Bloqueo geográfico: la responsabilidad recae en el editor
Un bloqueo geográfico puede seguir considerándose eficaz aunque pueda eludirse mediante una VPN, siempre que esté en la vanguardia de la tecnología. Esta ha sido la conclusión clave del Tribunal de Justicia de la Unión Europea en el litigio sobre los manuscritos de Ana Frank.
La respuesta del Tribunal de Justicia: el bloqueo geográfico como condición
El Tribunal de Justicia considera que una obra que ha pasado a ser de dominio público en determinados Estados miembros puede publicarse gratuitamente en un sitio de Internet, aunque siga estando protegida por los derechos de autor en otro Estado miembro. No obstante, ello se supedita a que ese sitio cuente con una medida de bloqueo geográfico destinada a impedir el acceso a los internautas que lo consulten desde este último Estado miembro.
La obligación de adoptar medidas tecnológicas eficaces
Toda persona que publique gratuitamente por primera vez en línea una obra protegida solo en algunos Estados miembros debe velar por que solo sea accesible desde los Estados donde ha pasado a ser de dominio público. El Tribunal de Justicia considera que un bloqueo geográfico en la vanguardia de la tecnología constituye una medida tecnológica eficaz, ya que no obstaculiza el acceso libre y gratuito a la obra en los países donde es de dominio público, al tiempo que protege los intereses del titular donde sigue protegida.
La responsabilidad recae en quien publica, no en el proveedor de VPN
El Tribunal de Justicia aclara que, si se produce una comunicación al público debido a que el bloqueo geográfico no constituye una medida tecnológica eficaz, la responsabilidad recae en la persona que ha publicado la obra en línea, y no en el proveedor de la VPN utilizada para eludir el bloqueo.
El testimonio de Ana Frank y el Fondo que gestiona sus derechos
Durante la ocupación de los Países Bajos por la Alemania nazi, Ana Frank plasmó en su diario, entre 1942 y 1944, su vida cotidiana en la clandestinidad. Su padre, Otto Frank, publicó los escritos de su hija en 1947 y creó en 1963 el Fondo Ana Frank, titular de los derechos de autor desde su fallecimiento. En los Países Bajos, algunas partes de estas obras siguen protegidas hasta 2037, mientras que en Bélgica y otros países ya son de dominio público.
La publicación en línea con bloqueo geográfico
En septiembre de 2021, la Fundación Ana Frank y otras entidades publicaron gratuitamente en línea una edición científica de los manuscritos, restringiendo el acceso mediante un sistema de bloqueo geográfico. El Fondo Ana Frank solicitó judicialmente el cese de esa difusión.

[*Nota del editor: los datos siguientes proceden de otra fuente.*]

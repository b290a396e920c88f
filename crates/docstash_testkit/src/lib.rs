//! # docstash testkit
//!
//! Test utilities for docstash.
//!
//! This crate provides:
//! - Sample record types, including two versions of one type for schema
//!   evolution tests
//! - An instrumented file provider that counts and can fail writes
//! - Test fixtures for in-memory and temporary-directory databases
//! - Property-based generators of operation sequences with a reference model
//! - Stress testing utilities
//!
//! ## Usage
//!
//! ```rust,ignore
//! use docstash_testkit::prelude::*;
//!
//! #[test]
//! fn survives_restart() {
//!     let disk = TestDisk::new();
//!     let db = disk.open(player_catalog());
//!     let id = db.insert(&mut Player::named("ada")).unwrap();
//!     db.shutdown().unwrap();
//!
//!     let db = disk.open(player_catalog());
//!     assert!(db.any(|p: &Player| p.id == id.as_str()).unwrap());
//! }
//! ```

#![deny(unsafe_code)]
#![warn(missing_docs)]

pub mod counting;
pub mod fixtures;
pub mod generators;
pub mod records;
pub mod stress;

/// Prelude module for convenient imports
pub mod prelude {
    pub use crate::counting::*;
    pub use crate::fixtures::*;
    pub use crate::generators::*;
    pub use crate::records::*;
    pub use crate::stress::*;
}

pub use counting::*;
pub use fixtures::*;
pub use generators::*;
pub use records::*;
pub use stress::*;
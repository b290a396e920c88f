//! Test fixtures and database helpers.
//!
//! Provides convenience functions for setting up test databases, and a
//! shared in-memory "disk" that outlives the databases opened over it so
//! that tests can restart (or crash) a database and look at what survived.

use crate::counting::CountingProvider;
use docstash_core::{Config, Database, PropertyCatalog};
use docstash_storage::FileProvider;
use serde_json::Value;
use std::path::{Path, PathBuf};
use std::sync::Arc;
use tempfile::TempDir;

/// Configuration used by the fixtures: no background ticker, no banners and
/// a small pool, so tests decide when writes happen.
pub fn test_config() -> Config {
    Config::default()
        .ticker_enabled(false)
        .startup_messages(false)
        .pool_size(16)
}

/// A shared in-memory disk.
#[derive(Debug, Clone, Default)]
pub struct TestDisk {
    provider: Arc<CountingProvider>,
}

impl TestDisk {
    /// Creates an empty disk.
    pub fn new() -> Self {
        Self::default()
    }

    /// Returns the instrumented provider.
    pub fn provider(&self) -> &Arc<CountingProvider> {
        &self.provider
    }

    /// Opens a database over this disk with [`test_config`].
    pub fn open(&self, catalog: PropertyCatalog) -> Database {
        self.open_with(test_config(), catalog)
    }

    /// Opens a database over this disk.
    pub fn open_with(&self, config: Config, catalog: PropertyCatalog) -> Database {
        Database::open_with_provider(config, self.provider.clone(), catalog)
            .expect("Failed to open database")
    }

    /// Path of a document file under the default root.
    pub fn document_path(collection: &str, id: &str) -> String {
        format!("{}/{collection}/{id}", test_config().root_name)
    }

    /// Reads and parses a stored document.
    pub fn read_json(&self, collection: &str, id: &str) -> Option<Value> {
        self.provider
            .read_file(&Self::document_path(collection, id))
            .expect("Failed to read document")
            .map(|text| serde_json::from_str(&text).expect("Stored document is not JSON"))
    }

    /// Stores a raw document, bypassing the database.
    pub fn write_json(&self, collection: &str, id: &str, value: &Value) {
        let text = serde_json::to_string_pretty(value).expect("Failed to encode document");
        self.provider
            .write_file(&Self::document_path(collection, id), &text)
            .expect("Failed to write document");
    }

    /// Returns whether a document file exists.
    pub fn has_document(&self, collection: &str, id: &str) -> bool {
        self.read_json(collection, id).is_some()
    }
}

/// Abandons a database without shutting it down.
///
/// Nothing pending is written and the database's memory is leaked, like a
/// process dying. Only use this on databases opened without the background
/// ticker.
pub fn crash(db: Database) {
    std::mem::forget(db);
}

/// A test database with automatic cleanup.
pub struct TestDatabase {
    /// The database instance.
    pub db: Database,
    /// The temporary directory (kept alive to prevent cleanup).
    _temp_dir: Option<TempDir>,
}

impl TestDatabase {
    /// Creates a new in-memory test database.
    pub fn memory(catalog: PropertyCatalog) -> Self {
        Self {
            db: TestDisk::new().open(catalog),
            _temp_dir: None,
        }
    }

    /// Creates a new database in a temporary directory.
    pub fn file(catalog: PropertyCatalog) -> Self {
        let temp_dir = TempDir::new().expect("Failed to create temp directory");
        let db = Database::open_with_config(temp_dir.path(), test_config(), catalog)
            .expect("Failed to open file database");

        Self {
            db,
            _temp_dir: Some(temp_dir),
        }
    }

    /// Returns the database directory if file-based, None if in-memory.
    pub fn path(&self) -> Option<PathBuf> {
        self._temp_dir.as_ref().map(|d| d.path().to_path_buf())
    }

    /// Shuts the database down and opens the same directory again.
    ///
    /// # Panics
    ///
    /// Panics for in-memory databases.
    pub fn reopen(self, catalog: PropertyCatalog) -> Self {
        let Self { db, _temp_dir: temp_dir } = self;
        let temp_dir = temp_dir.expect("Only file databases can be reopened");

        db.shutdown().expect("Failed to shut down");
        drop(db);

        let db = Database::open_with_config(temp_dir.path(), test_config(), catalog)
            .expect("Failed to reopen file database");
        Self {
            db,
            _temp_dir: Some(temp_dir),
        }
    }
}

impl std::ops::Deref for TestDatabase {
    type Target = Database;

    fn deref(&self) -> &Self::Target {
        &self.db
    }
}

/// Runs a test with a temporary in-memory database.
///
/// # Example
///
/// ```rust,ignore
/// use docstash_testkit::{player_catalog, with_temp_db, Player};
///
/// #[test]
/// fn my_test() {
///     with_temp_db(player_catalog(), |db| {
///         db.insert(&mut Player::named("ada")).unwrap();
///     });
/// }
/// ```
pub fn with_temp_db<F, R>(catalog: PropertyCatalog, f: F) -> R
where
    F: FnOnce(&Database) -> R,
{
    let test_db = TestDatabase::memory(catalog);
    f(&test_db.db)
}

/// Runs a test with a database in a temporary directory.
pub fn with_file_db<F, R>(catalog: PropertyCatalog, f: F) -> R
where
    F: FnOnce(&Database, &Path) -> R,
{
    let test_db = TestDatabase::file(catalog);
    let path = test_db.path().expect("File database should have a path");
    f(&test_db.db, &path)
}

#[cfg(test)]
mod tests {
    use super::*;
    use crate::records::{player_catalog, Player};

    #[test]
    fn disk_survives_restart() {
        let disk = TestDisk::new();
        let db = disk.open(player_catalog());
        let id = db.insert(&mut Player::named("ada")).unwrap();
        db.shutdown().unwrap();

        assert!(disk.has_document("players", id.as_str()));
        let db = disk.open(player_catalog());
        assert_eq!(db.count::<Player>().unwrap(), 1);
    }

    #[test]
    fn file_database_reopens() {
        let test_db = TestDatabase::file(player_catalog());
        let id = test_db.insert(&mut Player::named("ada")).unwrap();

        let test_db = test_db.reopen(player_catalog());
        let found = test_db.select(|p: &Player| p.id == id.as_str()).unwrap();
        assert_eq!(found.len(), 1);
        assert_eq!(found[0].name, "ada");
    }

    #[test]
    fn with_file_db_exposes_the_directory() {
        with_file_db(player_catalog(), |db, path| {
            db.insert(&mut Player::named("ada")).unwrap();
            db.force_full_write().unwrap();
            assert!(path.join("docstash").join("players").is_dir());
        });
    }
}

Las cuestiones prejudiciales planteadas por el Tribunal Supremo neerlandés
El Tribunal Supremo de los Países Bajos planteó cuestiones prejudiciales sobre si esta puesta a disposición constituye «comunicación al público» cuando los internautas neerlandeses pueden eludir el bloqueo geográfico mediante una VPN o un servicio similar.